[vorbis-dev] Can compressed music sound better than uncompressed?

Robert Voigt f1k at gmx.de
Thu May 10 01:33:22 PDT 2001



On Thursday 10 May 2001 06:39, Mike Coleman wrote:
> My vote is for "interesting bullshit".  Pushing audio through a codec is
> arguably like pushing it through a very complicated dynamic filter.  The
> result, like the result of any filter, might sound subjectively better to
> someone, or even most people, but I can't see it sounding better to
> everyone for all kinds of input. 

Of all replies this sounds most convincing to me. That does not mean I wanted 
to hear it's bullshit.

I'm still asking myself: Can there be "inaudible signal content" in music 
that  makes the music sound worse if present and better if removed, just 
because it is hard for a playback system to reproduce this inaudible signal 
content (meaning it causes some kind of distortion)?

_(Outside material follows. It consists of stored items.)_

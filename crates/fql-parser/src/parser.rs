//! Subscription condition parser
//!
//! Parses a normalized token stream into a `Condition` tree.
//!
//! Supported syntax:
//! - Field comparisons: `type = "track"`, `properties.price >= 100`
//! - Null/boolean shorthand: `userId != null`, `properties.active = true`
//! - Function calls: `contains(properties.name, "Nike")`, `match(event, "X*")`
//! - Negated function calls: `!contains(event, "Nike")`
//! - Grouping: `(event = "A" or event = "B")`
//! - Conjunctions: `expr and expr`, `expr or expr`
//!
//! The parser is a single shift-based loop with no backtracking. Two
//! long-standing quirks of the subscription grammar are preserved on
//! purpose, because stored subscriptions depend on them: the last `and`/`or`
//! token seen governs the entire sibling list of a group, and the
//! parenthesis scan stops at the first `)` without tracking nesting depth.

use fql_core::{Condition, GroupOperator, Operator, Value};
use std::collections::VecDeque;

use crate::error::{ParseError, Result};
use crate::lexer::{tokenize, Token, TokenKind};
use crate::normalizer::normalize;

/// Compile a subscription source string into a condition tree
///
/// This is the single entry point: tokenize, normalize, parse. The result
/// is always a `Group` at the root, and every failure surfaces as a
/// `ParseError` value; malformed input never panics.
pub fn parse_fql(source: &str) -> Result<Condition> {
    let mut tokens: VecDeque<Token> = normalize(tokenize(source)).into();

    match parse(&mut tokens) {
        Ok(ast) if ast.is_group() => Ok(ast),
        Ok(ast) => Ok(Condition::group(GroupOperator::And, vec![ast])),
        Err(error) => {
            log::debug!("failed to compile subscription {:?}: {}", source, error);
            Err(error)
        }
    }
}

/// Field addressed by the left-hand side of a comparison
enum FieldTarget {
    EventType,
    Event,
    Name,
    UserId,
    Property(String),
    Trait(String),
    Context(String),
}

/// Resolve a (possibly dotted) identifier to the field it addresses
fn field_target(path: &str) -> Option<FieldTarget> {
    match path {
        "type" => Some(FieldTarget::EventType),
        "event" => Some(FieldTarget::Event),
        "name" => Some(FieldTarget::Name),
        "userId" => Some(FieldTarget::UserId),
        _ => {
            if let Some(rest) = path.strip_prefix("properties.") {
                (!rest.is_empty()).then(|| FieldTarget::Property(rest.to_string()))
            } else if let Some(rest) = path.strip_prefix("traits.") {
                (!rest.is_empty()).then(|| FieldTarget::Trait(rest.to_string()))
            } else if let Some(rest) = path.strip_prefix("context.") {
                (!rest.is_empty()).then(|| FieldTarget::Context(rest.to_string()))
            } else {
                None
            }
        }
    }
}

fn is_fql_function(text: &str) -> bool {
    matches!(text, "contains" | "match")
}

/// Pop the next token, treating end of stream as absent
fn shift(tokens: &mut VecDeque<Token>) -> Option<Token> {
    tokens.pop_front().filter(|t| t.kind != TokenKind::Eos)
}

/// Coerce a token to its literal value
fn token_value(token: &Token) -> Value {
    match token.kind {
        TokenKind::String => {
            let text = token.text.strip_prefix('"').unwrap_or(&token.text);
            let text = text.strip_suffix('"').unwrap_or(text);
            Value::String(text.to_string())
        }
        TokenKind::Number => match token.text.parse::<f64>() {
            Ok(n) => Value::Number(n),
            Err(_) => Value::String(token.text.clone()),
        },
        TokenKind::Ident if token.text == "true" => Value::Bool(true),
        TokenKind::Ident if token.text == "false" => Value::Bool(false),
        _ => Value::String(token.text.clone()),
    }
}

fn parse_operator(token: &Token) -> Result<Operator> {
    Operator::from_fql(&token.text)
        .ok_or_else(|| ParseError::InvalidOperator(token.text.clone()))
}

/// Parse a normalized token stream into a single condition
///
/// Consumes the stream. Returns the lone condition unwrapped when exactly
/// one was accumulated, otherwise a group under the pending conjunction.
fn parse(tokens: &mut VecDeque<Token>) -> Result<Condition> {
    let mut nodes: Vec<Condition> = Vec::new();
    let mut operator = GroupOperator::And;

    while let Some(token) = tokens.pop_front() {
        match token.kind {
            TokenKind::Eos => break,
            TokenKind::Ident => {
                if let Some(target) = field_target(&token.text) {
                    parse_comparison(target, &mut nodes, tokens)?;
                } else if is_fql_function(&token.text) {
                    parse_fql_function(&token.text, false, &mut nodes, tokens)?;
                }
                // Any other identifier contributes nothing
            }
            TokenKind::Operator if token.text == "!" => {
                let negates_function = tokens
                    .front()
                    .is_some_and(|t| t.kind == TokenKind::Ident && is_fql_function(&t.text));
                if negates_function {
                    if let Some(function) = tokens.pop_front() {
                        parse_fql_function(&function.text, true, &mut nodes, tokens)?;
                    }
                }
            }
            TokenKind::ParenLeft => {
                // Collect up to the first ")"; the scan is not nesting aware
                let mut group: VecDeque<Token> = VecDeque::new();
                loop {
                    match tokens.pop_front() {
                        Some(t) if t.kind == TokenKind::ParenRight => break,
                        Some(t) if t.kind != TokenKind::Eos => group.push_back(t),
                        _ => return Err(ParseError::UnclosedGroup),
                    }
                }
                group.push_back(Token::eos());
                nodes.push(parse(&mut group)?);
            }
            TokenKind::Conditional => {
                // The last conditional seen wins for the whole sibling list
                if let Some(op) = GroupOperator::from_fql(&token.text) {
                    operator = op;
                }
            }
            _ => {}
        }
    }

    if nodes.len() > 1 {
        Ok(Condition::group(operator, nodes))
    } else {
        nodes.pop().ok_or(ParseError::EmptyExpression)
    }
}

/// Parse the operator and value of a field comparison and push the leaf
fn parse_comparison(
    target: FieldTarget,
    nodes: &mut Vec<Condition>,
    tokens: &mut VecDeque<Token>,
) -> Result<()> {
    let operator_token = shift(tokens).ok_or(ParseError::MissingOperator)?;
    let value_token = shift(tokens).ok_or(ParseError::MissingValue)?;

    // `type` and `event` comparisons always keep their operator and value
    // verbatim, even for `null`/`true`/`false` literals
    match target {
        FieldTarget::EventType => {
            let op = parse_operator(&operator_token)?;
            nodes.push(Condition::event_type(op, token_value(&value_token)));
            return Ok(());
        }
        FieldTarget::Event => {
            let op = parse_operator(&operator_token)?;
            nodes.push(Condition::event(op, token_value(&value_token)));
            return Ok(());
        }
        _ => {}
    }

    // Null and boolean comparisons on the remaining fields are rewritten
    // into presence operators; the raw token text decides, so a quoted
    // "null" or "true" is a plain string comparison
    let (operator, value) = match (operator_token.text.as_str(), value_token.text.as_str()) {
        ("!=", "null") => (Operator::Exists, None),
        ("=", "null") => (Operator::NotExists, None),
        ("=", "true") => (Operator::IsTrue, None),
        ("=", "false") => (Operator::IsFalse, None),
        _ => (
            parse_operator(&operator_token)?,
            Some(token_value(&value_token)),
        ),
    };

    nodes.push(match target {
        FieldTarget::Name => Condition::name(operator, value),
        FieldTarget::UserId => Condition::user_id(operator, value),
        FieldTarget::Property(name) => Condition::event_property(name, operator, value),
        FieldTarget::Trait(name) => Condition::event_trait(name, operator, value),
        FieldTarget::Context(name) => Condition::event_context(name, operator, value),
        FieldTarget::EventType | FieldTarget::Event => unreachable!("handled above"),
    });

    Ok(())
}

/// Parse a `contains()`/`match()` call: exactly `(`, field, `,`, value, `)`
///
/// A call against an unsupported field (including bare `type`, which is not
/// addressable inside a function call) consumes its tokens and contributes
/// no node.
fn parse_fql_function(
    name: &str,
    negate: bool,
    nodes: &mut Vec<Condition>,
    tokens: &mut VecDeque<Token>,
) -> Result<()> {
    let missing = |argument| ParseError::MissingArgument {
        function: name.to_string(),
        argument,
    };

    // Skip "(" token
    tokens.pop_front();

    let field_token = shift(tokens).ok_or_else(|| missing("1st"))?;

    // Skip "," token
    tokens.pop_front();

    let value_token = shift(tokens).ok_or_else(|| missing("2nd"))?;

    // Skip ")" token
    tokens.pop_front();

    let (operator, value) = match name {
        "contains" => {
            let operator = if negate {
                Operator::NotContains
            } else {
                Operator::Contains
            };
            (operator, token_value(&value_token).to_string())
        }
        "match" => {
            let coerced = token_value(&value_token).to_string();
            // The trailing wildcard is checked on the raw token text, with
            // its closing quote still attached
            if value_token.text.ends_with("*\"") {
                let operator = if negate {
                    Operator::NotStartsWith
                } else {
                    Operator::StartsWith
                };
                let mut value = coerced;
                value.pop();
                (operator, value)
            } else {
                let operator = if negate {
                    Operator::NotEndsWith
                } else {
                    Operator::EndsWith
                };
                (operator, coerced.chars().skip(1).collect())
            }
        }
        _ => return Ok(()),
    };
    let value = Value::String(value);

    match field_target(&field_token.text) {
        Some(FieldTarget::Event) => nodes.push(Condition::event(operator, value)),
        Some(FieldTarget::Name) => nodes.push(Condition::name(operator, Some(value))),
        Some(FieldTarget::UserId) => nodes.push(Condition::user_id(operator, Some(value))),
        Some(FieldTarget::Property(field)) => {
            nodes.push(Condition::event_property(field, operator, Some(value)))
        }
        Some(FieldTarget::Trait(field)) => {
            nodes.push(Condition::event_trait(field, operator, Some(value)))
        }
        Some(FieldTarget::Context(field)) => {
            nodes.push(Condition::event_context(field, operator, Some(value)))
        }
        Some(FieldTarget::EventType) | None => {}
    }

    Ok(())
}

#[cfg(test)]
mod tests {
    use super::*;

    #[test]
    fn test_last_conditional_wins_for_all_siblings() {
        let ast = parse_fql("type = \"track\" and event = \"A\" or name = \"B\"").unwrap();
        match ast {
            Condition::Group { operator, children } => {
                assert_eq!(operator, GroupOperator::Or);
                assert_eq!(children.len(), 3);
            }
            _ => panic!("Expected Group"),
        }
    }

    #[test]
    fn test_group_scan_stops_at_first_close_paren() {
        // The scan is not nesting aware, so the outer group is truncated at
        // the inner ")" and the leftover "(" can never find a close
        assert_eq!(
            parse_fql("((type = \"track\") and event = \"A\")"),
            Err(ParseError::UnclosedGroup)
        );
    }

    #[test]
    fn test_single_condition_paren_group_unwraps() {
        // A parenthesized sub-expression with one condition comes back as a
        // plain leaf, not a nested group
        let ast =
            parse_fql("(type = \"track\") and (type = \"identify\")").unwrap();
        assert_eq!(
            ast,
            Condition::group(
                GroupOperator::And,
                vec![
                    Condition::event_type(Operator::Eq, "track"),
                    Condition::event_type(Operator::Eq, "identify"),
                ]
            )
        );
    }

    #[test]
    fn test_substitution_checks_raw_token_text() {
        // A quoted "null" stays an equality comparison on a string
        let ast = parse_fql("properties.plan = \"null\"").unwrap();
        assert_eq!(
            ast,
            Condition::group(
                GroupOperator::And,
                vec![Condition::event_property(
                    "plan",
                    Operator::Eq,
                    Some(Value::String("null".to_string()))
                )]
            )
        );
    }

    #[test]
    fn test_unknown_identifier_contributes_nothing() {
        assert_eq!(parse_fql("typo"), Err(ParseError::EmptyExpression));
    }

    #[test]
    fn test_multi_dot_path_resolves_to_context_target() {
        let ast = parse_fql("context.traits.name = \"x\"").unwrap();
        assert_eq!(
            ast,
            Condition::group(
                GroupOperator::And,
                vec![Condition::event_context(
                    "traits.name",
                    Operator::Eq,
                    Some(Value::String("x".to_string()))
                )]
            )
        );
    }
}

I think it's true for very high and very low frequencies and a low quality 
playback system. I once had a pair of very cheap speakers and tried them with 
a middle class amplifier. It sounded like shit. Then I tried them with the 
amplified output of a cheap soundcard, and I was amazed how good it sounded. 
I think that was because the very high and very low frequencies the middle 
class amplifier produced caused distortion in the cheap speakers. At least 
that's the only relevant difference between the two amplifiers.

But this is only the trivial solution to the problem. A perceptual coder 
removes not only very high and very low signal content, but a lot in between, 
whatever is masked. And we usually don't use low quality speakers.

I can imagine a faint inaudible click. A click, no matter how small, causes 
the impulse response in the playback system. In an ideal playback system this 
is a click again. But in reality it looks like 
http://www.headphone.com/ProductsHeadphones/RS1IRGraph.GIF
(this is the impulse response of the impressive Grado RS1!)
Can this cause audible distortion? Can the impulse response be audible if the 
impulse is not, because the response is in a different frequency range and is 
not necessarily masked? 
Can you think of anything else of this kind?